The Barnes Historic Homestead near Thermo, Utah
Passage of the Enlarged Homestead Act of 1909 sent thousands of would-be farmers, many without any background in farming or any other rural pursuit, into the marginal lands of the Great Basin to claim a 320-acre parcel. Two such homesteads were established near Thermo, Utah, in the vicinity of the UNEV pipeline.
One of the homesteads, patented in 1917 by David Barnes, falls partly within the 250-foot-wide UNEV cultural resources survey corridor. The other homestead, also patented in 1917 by William Schaaf, was just outside the survey corridor and was not further investigated. Although inhabited by separate families who built separate houses and farm buildings, today the two abandoned homesteads amount to a single, essentially continuous archaeological site. Fieldwork conducted by WSA in 2009 focused exclusively on the David Barnes homestead. Archival research provided useful information to supplement the minimal excavation data.
The Barnes homestead is located in Beaver County, about 14 miles west of Minersville and about a half mile west of Thermo, an abandoned stop on the Union Pacific Railroad. David Barnes received a patent for a 320-acre parcel under the Enlarged Homestead Act of 1909, a revision of the Homestead Act of 1862 that doubled the acreage available to a claimant. Barnes built a house, barn, and related structures. He planted oats, rye, wheat, and alfalfa on his property, all without irrigation.

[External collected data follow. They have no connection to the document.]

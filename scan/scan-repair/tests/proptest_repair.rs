//! Property-based tests for mesh correction.
//!
//! Run with: cargo test -p scan-repair -- proptest

use nalgebra::Point3;
use proptest::prelude::*;
use scan_repair::{
    MeshAdjacency, detect_boundary_loops, fill_small_holes, laplacian_smooth, remove_degenerate_faces,
    smooth_normals,
};
use scan_types::{PatchId, SurfacePatch};

// =============================================================================
// Strategies
// =============================================================================

/// Faces over a small vertex set, including repeated and out-of-range indices.
fn arb_soup() -> impl Strategy<Value = SurfacePatch> {
    (3usize..12).prop_flat_map(|n| {
        let vertices = prop::collection::vec(
            prop::array::uniform3(-1.0..1.0f64).prop_map(|[x, y, z]| Point3::new(x, y, z)),
            n,
        );
        #[allow(clippy::cast_possible_truncation)]
        let bound = n as u32 + 2;
        let faces = prop::collection::vec(prop::array::uniform3(0..bound), 0..20);
        (vertices, faces).prop_map(|(v, f)| SurfacePatch::new(PatchId(1), v, f))
    })
}

/// A height-field grid with some faces knocked out.
fn arb_holey_grid() -> impl Strategy<Value = SurfacePatch> {
    (2u32..6, 2u32..6).prop_flat_map(|(nx, ny)| {
        let vertex_count = ((nx + 1) * (ny + 1)) as usize;
        let face_count = (nx * ny * 2) as usize;
        (
            prop::collection::vec(-0.2..0.2f64, vertex_count),
            prop::collection::vec(prop::bool::weighted(0.8), face_count),
        )
            .prop_map(move |(heights, keep)| {
                let mut vertices = Vec::with_capacity(heights.len());
                for y in 0..=ny {
                    for x in 0..=nx {
                        let h = heights[(y * (nx + 1) + x) as usize];
                        vertices.push(Point3::new(f64::from(x), f64::from(y), h));
                    }
                }
                let mut faces = Vec::new();
                for y in 0..ny {
                    for x in 0..nx {
                        let i = y * (nx + 1) + x;
                        faces.push([i, i + 1, i + nx + 2]);
                        faces.push([i, i + nx + 2, i + nx + 1]);
                    }
                }
                let faces = faces
                    .into_iter()
                    .zip(keep)
                    .filter_map(|(f, k)| k.then_some(f))
                    .collect();
                SurfacePatch::new(PatchId(2), vertices, faces)
            })
    })
}

// =============================================================================
// Properties
// =============================================================================

proptest! {
    /// Removing degenerate faces twice removes nothing the second time.
    #[test]
    fn degenerate_removal_idempotent(patch in arb_soup(), threshold in 0.0..0.1f64) {
        let (once, _) = remove_degenerate_faces(&patch, threshold);
        let (twice, removed) = remove_degenerate_faces(&once, threshold);
        prop_assert_eq!(removed, 0);
        prop_assert_eq!(once, twice);
    }

    /// Every surviving face is valid for the patch.
    #[test]
    fn degenerate_removal_leaves_valid_faces(patch in arb_soup()) {
        let (cleaned, removed) = remove_degenerate_faces(&patch, 1e-10);
        prop_assert!(cleaned.validate().is_ok());
        prop_assert_eq!(cleaned.face_count() + removed, patch.face_count());
    }

    /// A zero blend factor leaves every vertex exactly where it was.
    #[test]
    fn zero_lambda_is_noop(patch in arb_holey_grid(), iterations in 0u32..5) {
        let smoothed = laplacian_smooth(&patch, iterations, 0.0);
        prop_assert_eq!(smoothed.vertices, patch.vertices);
    }

    /// Boundary vertices never move.
    #[test]
    fn boundary_fixed(patch in arb_holey_grid(), lambda in 0.0..=1.0f64) {
        let adjacency = MeshAdjacency::build(&patch.faces, patch.vertex_count());
        let smoothed = laplacian_smooth(&patch, 3, lambda);
        for (v, (before, after)) in patch.vertices.iter().zip(&smoothed.vertices).enumerate() {
            #[allow(clippy::cast_possible_truncation)]
            let index = v as u32;
            if adjacency.is_boundary_vertex(index) || adjacency.neighbors(index).is_empty() {
                prop_assert_eq!(before, after);
            }
        }
    }

    /// Smoothed normals are unit length.
    #[test]
    fn smoothed_normals_are_unit(patch in arb_holey_grid(), iterations in 0u32..4) {
        let smoothed = smooth_normals(&patch, iterations);
        prop_assert_eq!(smoothed.normals.len(), patch.vertex_count());
        for n in &smoothed.normals {
            prop_assert!((n.norm() - 1.0).abs() < 1e-9);
        }
    }

    /// Only loops within `[3, max_hole_edges]` are filled; everything else
    /// keeps its faces.
    #[test]
    fn hole_filling_respects_bound(patch in arb_holey_grid(), max_hole_edges in 0usize..12) {
        let loops = detect_boundary_loops(&patch.faces, patch.vertex_count());
        let fillable: Vec<usize> = loops
            .iter()
            .filter(|l| l.closed && (3..=max_hole_edges).contains(&l.edge_count()))
            .map(|l| l.edge_count())
            .collect();

        let (filled, report) = fill_small_holes(&patch, max_hole_edges);
        prop_assert_eq!(report.filled, fillable.len());
        prop_assert_eq!(report.faces_added, fillable.iter().sum::<usize>());
        prop_assert_eq!(filled.vertex_count(), patch.vertex_count() + fillable.len());
        prop_assert_eq!(&filled.faces[..patch.face_count()], &patch.faces[..]);
        prop_assert_eq!(report.filled + report.skipped_large + report.skipped_open, loops.len());
    }
}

Making a living was difficult as indicated in the historical records. At three separate times (1919, 1922, and 1931) Barnes’s parcel was seized by the county for unpaid taxes. He was able to pay them and redeem the property in all cases, but this is a strong indication that he struggled, at least intermittently, to maintain an adequate income. Barnes also worked in a nearby business and on a railroad crew to increase his income. It is possible that he and his family never lived on the homestead after 1930 although family members retained ownership of portions of the property for several more decades.

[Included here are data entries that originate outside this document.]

//! Surface patches emitted by the capture service.

use std::fmt;

use nalgebra::{Matrix4, Point3, Vector3};
use tracing::warn;

#[cfg(feature = "serde")]
use serde::{Deserialize, Serialize};

use crate::error::{ScanError, ScanResult};
use crate::transform::{normal_matrix, transform_normal, up};

/// Stable identifier of a surface patch, assigned by the capture service.
#[derive(Debug, Clone, Copy, PartialEq, Eq, PartialOrd, Ord, Hash, Default)]
#[cfg_attr(feature = "serde", derive(Serialize, Deserialize))]
pub struct PatchId(pub u128);

impl fmt::Display for PatchId {
    fn fmt(&self, f: &mut fmt::Formatter<'_>) -> fmt::Result {
        write!(f, "{:032x}", self.0)
    }
}

/// A locally consistent fragment of reconstructed geometry.
///
/// Vertices and normals are in the patch's local frame; `transform` maps
/// local coordinates to world coordinates.
///
/// # Invariants
///
/// - Every face index is `< vertices.len()`
/// - `normals` is empty or has one entry per vertex
/// - `classification`, when present, has one entry per face or per vertex
/// - `texture_coordinates`, when present, has one entry per vertex
///
/// [`validate`](Self::validate) checks all of these.
///
/// # Example
///
/// ```
/// use nalgebra::Point3;
/// use scan_types::{PatchId, SurfacePatch};
///
/// let patch = SurfacePatch::new(
///     PatchId(7),
///     vec![Point3::origin(), Point3::new(1.0, 0.0, 0.0), Point3::new(0.0, 1.0, 0.0)],
///     vec![[0, 1, 2]],
/// );
/// assert!(patch.validate().is_ok());
/// assert_eq!(patch.face_count(), 1);
/// ```
#[derive(Debug, Clone, PartialEq)]
#[cfg_attr(feature = "serde", derive(Serialize, Deserialize))]
pub struct SurfacePatch {
    /// Capture-service identifier.
    pub id: PatchId,
    /// Incremented by the patch store each time the patch is replaced.
    pub revision: u64,
    /// Local-to-world transform.
    pub transform: Matrix4<f64>,
    /// Vertex positions in the local frame.
    pub vertices: Vec<Point3<f64>>,
    /// Unit vertex normals in the local frame.
    pub normals: Vec<Vector3<f64>>,
    /// Triangle vertex indices.
    pub faces: Vec<[u32; 3]>,
    /// Optional semantic class per face (or per vertex).
    pub classification: Option<Vec<u8>>,
    /// Optional per-vertex texture coordinates.
    pub texture_coordinates: Option<Vec<[f32; 2]>>,
}

impl SurfacePatch {
    /// Creates a patch with identity transform and no normals.
    #[must_use]
    pub fn new(id: PatchId, vertices: Vec<Point3<f64>>, faces: Vec<[u32; 3]>) -> Self {
        Self {
            id,
            revision: 0,
            transform: Matrix4::identity(),
            vertices,
            normals: Vec::new(),
            faces,
            classification: None,
            texture_coordinates: None,
        }
    }

    /// Sets per-vertex normals.
    #[must_use]
    pub fn with_normals(mut self, normals: Vec<Vector3<f64>>) -> Self {
        self.normals = normals;
        self
    }

    /// Sets the local-to-world transform.
    #[must_use]
    pub fn with_transform(mut self, transform: Matrix4<f64>) -> Self {
        self.transform = transform;
        self
    }

    /// Sets the classification array.
    #[must_use]
    pub fn with_classification(mut self, classification: Vec<u8>) -> Self {
        self.classification = Some(classification);
        self
    }

    /// Number of vertices.
    #[must_use]
    pub fn vertex_count(&self) -> usize {
        self.vertices.len()
    }

    /// Number of faces.
    #[must_use]
    pub fn face_count(&self) -> usize {
        self.faces.len()
    }

    /// Returns true if the patch has no vertices.
    #[must_use]
    pub fn is_empty(&self) -> bool {
        self.vertices.is_empty()
    }

    /// Returns true if `normals` is parallel to `vertices`.
    #[must_use]
    pub fn has_normals(&self) -> bool {
        !self.vertices.is_empty() && self.normals.len() == self.vertices.len()
    }

    /// Returns true if the classification array is per-face.
    #[must_use]
    pub fn has_face_classification(&self) -> bool {
        self.classification
            .as_ref()
            .is_some_and(|c| c.len() == self.faces.len())
    }

    /// Checks the structural invariants.
    ///
    /// # Errors
    ///
    /// - [`ScanError::InvalidFaceIndex`] for a face referencing a missing vertex
    /// - [`ScanError::BufferSizeMismatch`] for a normals, classification or
    ///   texture coordinate array of the wrong length
    pub fn validate(&self) -> ScanResult<()> {
        let vertex_count = self.vertices.len();

        for (face, indices) in self.faces.iter().enumerate() {
            if let Some(&index) = indices.iter().find(|&&i| i as usize >= vertex_count) {
                return Err(ScanError::InvalidFaceIndex {
                    face,
                    index,
                    vertex_count,
                });
            }
        }

        if !self.normals.is_empty() && self.normals.len() != vertex_count {
            return Err(ScanError::buffer_mismatch(vertex_count, self.normals.len()));
        }

        if let Some(classes) = &self.classification {
            if classes.len() != self.faces.len() && classes.len() != vertex_count {
                return Err(ScanError::buffer_mismatch(self.faces.len(), classes.len()));
            }
        }

        if let Some(uv) = &self.texture_coordinates {
            if uv.len() != vertex_count {
                return Err(ScanError::buffer_mismatch(vertex_count, uv.len()));
            }
        }

        Ok(())
    }

    /// Vertex positions transformed to world space.
    #[must_use]
    pub fn world_vertices(&self) -> Vec<Point3<f64>> {
        self.vertices
            .iter()
            .map(|v| self.transform.transform_point(v))
            .collect()
    }

    /// Normals transformed to world space by the inverse-transpose of the
    /// linear part. Empty if the patch carries no normals.
    #[must_use]
    pub fn world_normals(&self) -> Vec<Vector3<f64>> {
        let nm = normal_matrix(&self.transform);
        self.normals
            .iter()
            .map(|n| transform_normal(&nm, n, up()))
            .collect()
    }
}

/// Merges patches into a single world-space patch.
///
/// Each patch's transform is baked into its vertices and normals; faces are
/// concatenated with offset indices and the result has an identity
/// transform. Normals are kept only when every merged patch has them;
/// per-face classification is kept only when every merged patch has it.
/// The merged patch takes the smallest input id (or the default id when
/// `patches` is empty).
///
/// Patches that fail [`SurfacePatch::validate`] are skipped with a warning.
/// Merging stops before the first patch whose vertices would push a face
/// index past `u32::MAX`.
#[must_use]
pub fn merge_patches(patches: &[SurfacePatch]) -> SurfacePatch {
    let usable: Vec<&SurfacePatch> = patches
        .iter()
        .filter(|p| !p.is_empty())
        .filter(|p| match p.validate() {
            Ok(()) => true,
            Err(e) => {
                warn!(id = %p.id, error = %e, "skipping invalid patch in merge");
                false
            }
        })
        .collect();

    let id = patches.iter().map(|p| p.id).min().unwrap_or_default();
    let keep_normals = !usable.is_empty() && usable.iter().all(|p| p.has_normals());
    let keep_classes = !usable.is_empty() && usable.iter().all(|p| p.has_face_classification());

    let vertex_total: usize = usable.iter().map(|p| p.vertex_count()).sum();
    let face_total: usize = usable.iter().map(|p| p.face_count()).sum();

    let mut vertices = Vec::with_capacity(vertex_total);
    let mut normals = Vec::with_capacity(if keep_normals { vertex_total } else { 0 });
    let mut faces = Vec::with_capacity(face_total);
    let mut classes = Vec::with_capacity(if keep_classes { face_total } else { 0 });

    for patch in usable {
        let Some(offset) = index_offset(vertices.len(), patch.vertex_count()) else {
            warn!(
                id = %patch.id,
                merged_vertices = vertices.len(),
                "merged patch exceeds u32 face indices; dropping remaining patches"
            );
            break;
        };
        vertices.extend(patch.world_vertices());
        if keep_normals {
            normals.extend(patch.world_normals());
        }
        faces.extend(
            patch
                .faces
                .iter()
                .map(|f| [f[0] + offset, f[1] + offset, f[2] + offset]),
        );
        if keep_classes {
            if let Some(c) = &patch.classification {
                classes.extend_from_slice(c);
            }
        }
    }

    SurfacePatch {
        id,
        revision: 0,
        transform: Matrix4::identity(),
        vertices,
        normals,
        faces,
        classification: keep_classes.then_some(classes),
        texture_coordinates: None,
    }
}

/// Index offset for appending `count` vertices after `merged`, if every
/// resulting index fits in `u32`.
fn index_offset(merged: usize, count: usize) -> Option<u32> {
    let end = merged.checked_add(count)?;
    u32::try_from(end).ok()?;
    u32::try_from(merged).ok()
}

Most of the homestead patents in the vicinity of Barnes Homestead were granted in the years 1913 to 1928, well after people in the United States had generally come to view homesteading as obsolete and impractical. This belief was an important factor in a widespread concern that the increasing urbanization of the United States was eroding traditional American culture founded in a rural lifestyle based on farming. An important response to this concern was the Back-to-the-Land movement, which advocated moving urban dwellers out of the cities and into the countryside where they could be self-sufficient farmers yet still benefit from the goods and services available in nearby cities. The marginal agricultural lands in the eastern Great Basin could not, however, support the desired rural lifestyles.
Archaeological work at the Barnes Homestead included pre-excavation site and artifact mapping, surface artifact collection, and excavation of identified features.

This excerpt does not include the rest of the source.